Human Papillomavirus (HPV), Frequently Asked Questions
What is Human Papillomavirus (HPV)?
Human Papillomavirus is a common virus that affects both females and males. There are more than 100 different types of HPV. Certain types of HPV cause common warts on hands and feet. Most types of HPV do not cause any signs or symptoms, and go away without treatment.
About 30 types of HPV are known as genital HPV because they affect the genital area. Some types cause cells in the lining of the cervix to change. If not treated, these abnormal cells can sometimes turn into cancer cells. Other types of HPV can cause genital warts and benign (abnormal but noncancerous) changes in the cervix. Many types of HPV can cause abnormal Pap tests.
How common is HPV?
HPV is probably more common than you think. In 2001, the World Health Organization (WHO) estimated that about 630 million people in the world (9%–13%) were infected with HPV.
Who gets genital HPV?
Anyone who has any kind of sexual activity involving genital contact could get genital HPV. It is possible to get the virus without having intercourse. Because many people who have HPV may not show any signs or symptoms, they can transmit the virus without even knowing it.
HPV is highly contagious, so it’s possible to be exposed to the virus only once to get it. It is estimated that many people get HPV within their first 2 to 3 years of becoming sexually active. Two thirds of all people who have sexual contact with an infected partner will develop an HPV infection within 3 months, according to the WHO.
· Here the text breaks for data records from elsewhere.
use std::fs;
use std::io::{self, Write};
use std::path::{Path, PathBuf};

use serde::{Deserialize, Serialize};

use crate::prelude::{println, *};

/// Credentials consumed by the remote transport. Opaque strings; nothing
/// is validated here beyond presence.
#[derive(Debug, Clone)]
pub struct Credentials {
    pub hatena_id: String,
    pub blog_id: String,
    pub api_key: String,
}

/// On-disk configuration, stored as JSON in the platform config directory.
#[derive(Debug, Clone, Serialize, Deserialize)]
#[serde(default)]
pub struct Config {
    pub hatena_id: String,
    pub blog_id: String,
    pub api_key: String,
    pub default_output_dir: PathBuf,
}

impl Default for Config {
    fn default() -> Self {
        Self {
            hatena_id: String::new(),
            blog_id: String::new(),
            api_key: String::new(),
            default_output_dir: PathBuf::from("posts"),
        }
    }
}

impl Config {
    /// Resolve the configuration file path, honoring the global override.
    pub fn path(override_path: Option<&Path>) -> Result<PathBuf> {
        if let Some(path) = override_path {
            return Ok(path.to_path_buf());
        }
        let dir = dirs_next::config_dir()
            .ok_or_else(|| eyre!("Unable to determine config directory"))?
            .join("hatena-md");
        Ok(dir.join("config.json"))
    }

    /// Load the configuration. A missing or unreadable file is non-fatal
    /// and degrades to the defaults.
    pub fn load(override_path: Option<&Path>) -> Result<Self> {
        Ok(Self::load_from(&Self::path(override_path)?))
    }

    pub fn load_from(path: &Path) -> Self {
        match fs::read_to_string(path) {
            Ok(raw) => match serde_json::from_str(&raw) {
                Ok(config) => config,
                Err(e) => {
                    log::warn!("ignoring unreadable config {}: {e}", path.display());
                    Self::default()
                }
            },
            Err(_) => Self::default(),
        }
    }

    /// Persist the configuration, readable by the owning user only.
    pub fn save(&self, path: &Path) -> Result<()> {
        if let Some(parent) = path.parent() {
            fs::create_dir_all(parent)
                .map_err(|e| eyre!("Failed to create config directory: {}", e))?;
        }
        let json = serde_json::to_string_pretty(self)?;
        fs::write(path, format!("{json}\n"))
            .map_err(|e| eyre!("Failed to write config file: {}", e))?;

        #[cfg(unix)]
        {
            use std::os::unix::fs::PermissionsExt;
            fs::set_permissions(path, fs::Permissions::from_mode(0o600))
                .map_err(|e| eyre!("Failed to set config permissions: {}", e))?;
        }

        Ok(())
    }

    pub fn is_configured(&self) -> bool {
        !self.hatena_id.is_empty() && !self.blog_id.is_empty() && !self.api_key.is_empty()
    }

    /// Fail with guidance when the required credentials are missing.
    pub fn ensure_configured(&self) -> Result<(), Error> {
        if self.is_configured() {
            Ok(())
        } else {
            Err(Error::NotConfigured)
        }
    }

    pub fn credentials(&self) -> Credentials {
        Credentials {
            hatena_id: self.hatena_id.clone(),
            blog_id: self.blog_id.clone(),
            api_key: self.api_key.clone(),
        }
    }

    /// Interactive setup; empty input keeps the current value.
    pub fn wizard(&mut self) -> Result<()> {
        println!("hatena-md setup wizard");
        println!("----------------------");
        println!("Enter the Hatena Blog AtomPub credentials.");

        self.hatena_id = prompt("Hatena ID", &self.hatena_id)?;
        self.blog_id = prompt("Blog ID", &self.blog_id)?;
        self.api_key = prompt("API key", &self.api_key)?;
        let output_dir = prompt(
            "Default output directory",
            &self.default_output_dir.to_string_lossy(),
        )?;
        self.default_output_dir = PathBuf::from(output_dir);

        Ok(())
    }
}

fn prompt(label: &str, current: &str) -> Result<String> {
    print!("{label} [{current}]: ");
    io::stdout().flush()?;

    let mut line = String::new();
    io::stdin().read_line(&mut line)?;
    let line = line.trim();

    Ok(if line.is_empty() {
        current.to_string()
    } else {
        line.to_string()
    })
}

/// Options for the config command
#[derive(Debug, clap::Args)]
pub struct ConfigOptions {
    /// Print the current configuration
    #[arg(long)]
    pub show: bool,

    /// Run the interactive setup wizard
    #[arg(long)]
    pub wizard: bool,
}

pub fn run(options: ConfigOptions, global: crate::Global) -> Result<()> {
    let path = Config::path(global.config.as_deref())?;
    let mut config = Config::load_from(&path);

    if options.show {
        println!("Configuration file: {}", path.display());
        println!("Hatena ID: {}", config.hatena_id);
        println!("Blog ID: {}", config.blog_id);
        println!(
            "API key: {}",
            if config.api_key.is_empty() { "" } else { "********" }
        );
        println!(
            "Default output directory: {}",
            config.default_output_dir.display()
        );
        return Ok(());
    }

    if options.wizard || !config.is_configured() {
        if !config.is_configured() {
            println!("Required settings are missing; starting the setup wizard.");
        }
        config.wizard()?;
        config.save(&path)?;
        println!("Saved configuration to {}", path.display());
        return Ok(());
    }

    println!("Usage: hatena-md config [--show] [--wizard]");
    Ok(())
}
Does everyone who has HPV get cervical cancer or genital warts?
No—for the majority of people who have HPV, the body’s defenses are enough to clear the virus. However, for some people, certain types of the virus can develop into genital warts or benign (abnormal but noncancerous) changes in the cervix.
And for women who don't clear certain types of the virus, abnormal changes can occur in the lining of the cervix. These abnormal cells, if not detected or treated, can lead to precancers and cancer. Most often, the development of cervical cancer can take a number of years, although in rare cases it can happen within a year. That's why early detection is so important. Talk to your healthcare professional about a Pap test (also known as a Papanicolaou smear), which can help detect suspicious cell changes in the cervix.
If HPV has no signs or symptoms, how can I know I have it?
Because HPV usually does not show any signs or symptoms, you probably won’t know you have it. Most women learn they have HPV after receiving an abnormal Pap test. A Pap test (also known as a Papanicolaou smear) is part of a gynecological exam and helps detect abnormal cells in the lining of the cervix. Doctors perform Pap tests to find and treat these abnormal cervical cells before they have the chance to turn into precancers or cancer. Many HPV-related abnormal cells and cervical precancers can be treated successfully if detected early. In fact, cervical cancer is one of the most preventable cancers. That’s why it’s important to follow your healthcare professional’s recommendation about Pap tests.
Another test (the HPV DNA test) is available that can detect certain types of HPV that might cause cervical cancer. The results of this test can help healthcare professionals decide if further testing or treatment is necessary.
How can I decrease my risk of getting genital HPV?
To help prevent a new genital HPV infection, avoid any sexual activity that involves genital contact, or limit your number of sexual partners. Condoms may help reduce the risk of getting an HPV infection. Because condoms do not cover all areas of the genital region, they cannot completely prevent infection.
Certain types of Human Papillomavirus (HPV) have been linked to precancers and cancers of the vagina, vulva, and anus, in addition to their association with cervical cancer.
Vaginal cancer is rare. The American Cancer Society (ACS) estimated that by the end of 2005, there would be 2,140 new cases of vaginal cancer diagnosed in the United States, and 810 women would die from the disease. Vaginal cancer develops over a period of many years.
Vulvar cancer is cancer of the vulva (the outside part of the female genitals that surrounds the opening of the vagina). The ACS estimated that in 2005, about 3,870 new cases of vulvar cancer would be diagnosed in the United States, and about 870 women would die of this cancer.
Anal cancer locates in the anus. Part of the anus is inside the body and part is outside; anal cancer can start in either of these places. Anal cancer can occur in both females and males and is fairly rare. Approximately 85% of the 44,000 cases of anal cancer worldwide are attributed to HPV, as estimated in 1999 by the World Health Organization.
Although extremely rare, another health concern related to certain types of HPV is called recurrent respiratory papillomatosis (RRP). RRP usually develops in a child born to a mother who has the HPV types that cause most genital warts. The virus passes from the mother to the child during the natural childbirth process (ie, vaginal delivery). However, a Centers for Disease and Prevention (CDC) study showed that incidence is very low, and most children of infected mothers will not develop RRP.
In addition, some types of HPV can also cause cancers of the mouth and throat.